Records contained in a dataset
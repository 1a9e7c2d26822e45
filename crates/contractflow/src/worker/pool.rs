use std::sync::Arc;

use tokio::sync::{mpsc, Mutex};
use tokio::task::JoinHandle;
use tokio_util::sync::CancellationToken;
use tracing::{debug, error, info};

use crate::error::WorkerError;
use crate::pipeline::Pipeline;
use crate::worker::job::{JobInput, ProcessingResult};

/// Runs many jobs concurrently, one task per worker. Stages within a job
/// stay sequential. Shutdown cancels in-flight jobs through a shared token.
pub struct WorkerPool {
    job_sender: mpsc::Sender<JobInput>,
    result_receiver: mpsc::UnboundedReceiver<ProcessingResult>,
    workers: Vec<JoinHandle<()>>,
    shutdown: CancellationToken,
}

impl WorkerPool {
    /// Starts `worker_count` workers (at least one) on the current runtime.
    pub fn new(pipeline: Arc<Pipeline>, worker_count: usize) -> Self {
        let worker_count = worker_count.max(1);
        let (job_sender, job_receiver) = mpsc::channel::<JobInput>(worker_count * 2);
        let (result_sender, result_receiver) = mpsc::unbounded_channel();
        let job_receiver = Arc::new(Mutex::new(job_receiver));
        let shutdown = CancellationToken::new();

        let workers = (0..worker_count)
            .map(|worker_id| {
                tokio::spawn(run_worker(
                    worker_id,
                    Arc::clone(&job_receiver),
                    result_sender.clone(),
                    shutdown.clone(),
                    Arc::clone(&pipeline),
                ))
            })
            .collect();

        info!("Started {} workers", worker_count);

        Self {
            job_sender,
            result_receiver,
            workers,
            shutdown,
        }
    }

    pub async fn submit(&self, input: JobInput) -> Result<(), WorkerError> {
        if self.shutdown.is_cancelled() {
            return Err(WorkerError::ChannelClosed);
        }
        self.job_sender
            .send(input)
            .await
            .map_err(|_| WorkerError::ChannelClosed)
    }

    /// Next finished job; `None` once every worker has stopped and all
    /// results were taken.
    pub async fn recv_result(&mut self) -> Option<ProcessingResult> {
        self.result_receiver.recv().await
    }

    /// Stops taking jobs and cancels the ones in flight.
    pub fn shutdown(&self) {
        info!("Shutting down worker pool...");
        self.shutdown.cancel();
    }

    pub fn is_shutdown(&self) -> bool {
        self.shutdown.is_cancelled()
    }

    /// Token cancelled on shutdown, for wiring to signal handlers.
    pub fn shutdown_token(&self) -> CancellationToken {
        self.shutdown.clone()
    }

    /// Closes the queue, lets workers drain it and waits for them. Results
    /// not yet received are returned.
    pub async fn wait(self) -> Vec<ProcessingResult> {
        let Self {
            job_sender,
            mut result_receiver,
            workers,
            ..
        } = self;
        drop(job_sender);

        for (i, worker) in workers.into_iter().enumerate() {
            if let Err(e) = worker.await {
                error!("Worker {} panicked: {:?}", i, e);
            } else {
                debug!("Worker {} finished", i);
            }
        }

        let mut remaining = Vec::new();
        while let Ok(result) = result_receiver.try_recv() {
            remaining.push(result);
        }
        info!("All workers have stopped");
        remaining
    }
}

async fn run_worker(
    worker_id: usize,
    jobs: Arc<Mutex<mpsc::Receiver<JobInput>>>,
    results: mpsc::UnboundedSender<ProcessingResult>,
    shutdown: CancellationToken,
    pipeline: Arc<Pipeline>,
) {
    debug!("Worker {} started", worker_id);

    loop {
        let next = {
            let mut receiver = jobs.lock().await;
            tokio::select! {
                job = receiver.recv() => job,
                _ = shutdown.cancelled() => None,
            }
        };
        let Some(input) = next else {
            break;
        };

        debug!("Worker {} processing document {}", worker_id, input.document_id);
        let result = pipeline.process_document(input, &shutdown).await;
        if results.send(result).is_err() {
            error!("Worker {} failed to send result: receiver dropped", worker_id);
            break;
        }
    }

    debug!("Worker {} stopped", worker_id);
}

What you have to do — Lines with the word "stopped": how many appear in the data? State only the number.

Written solution — 3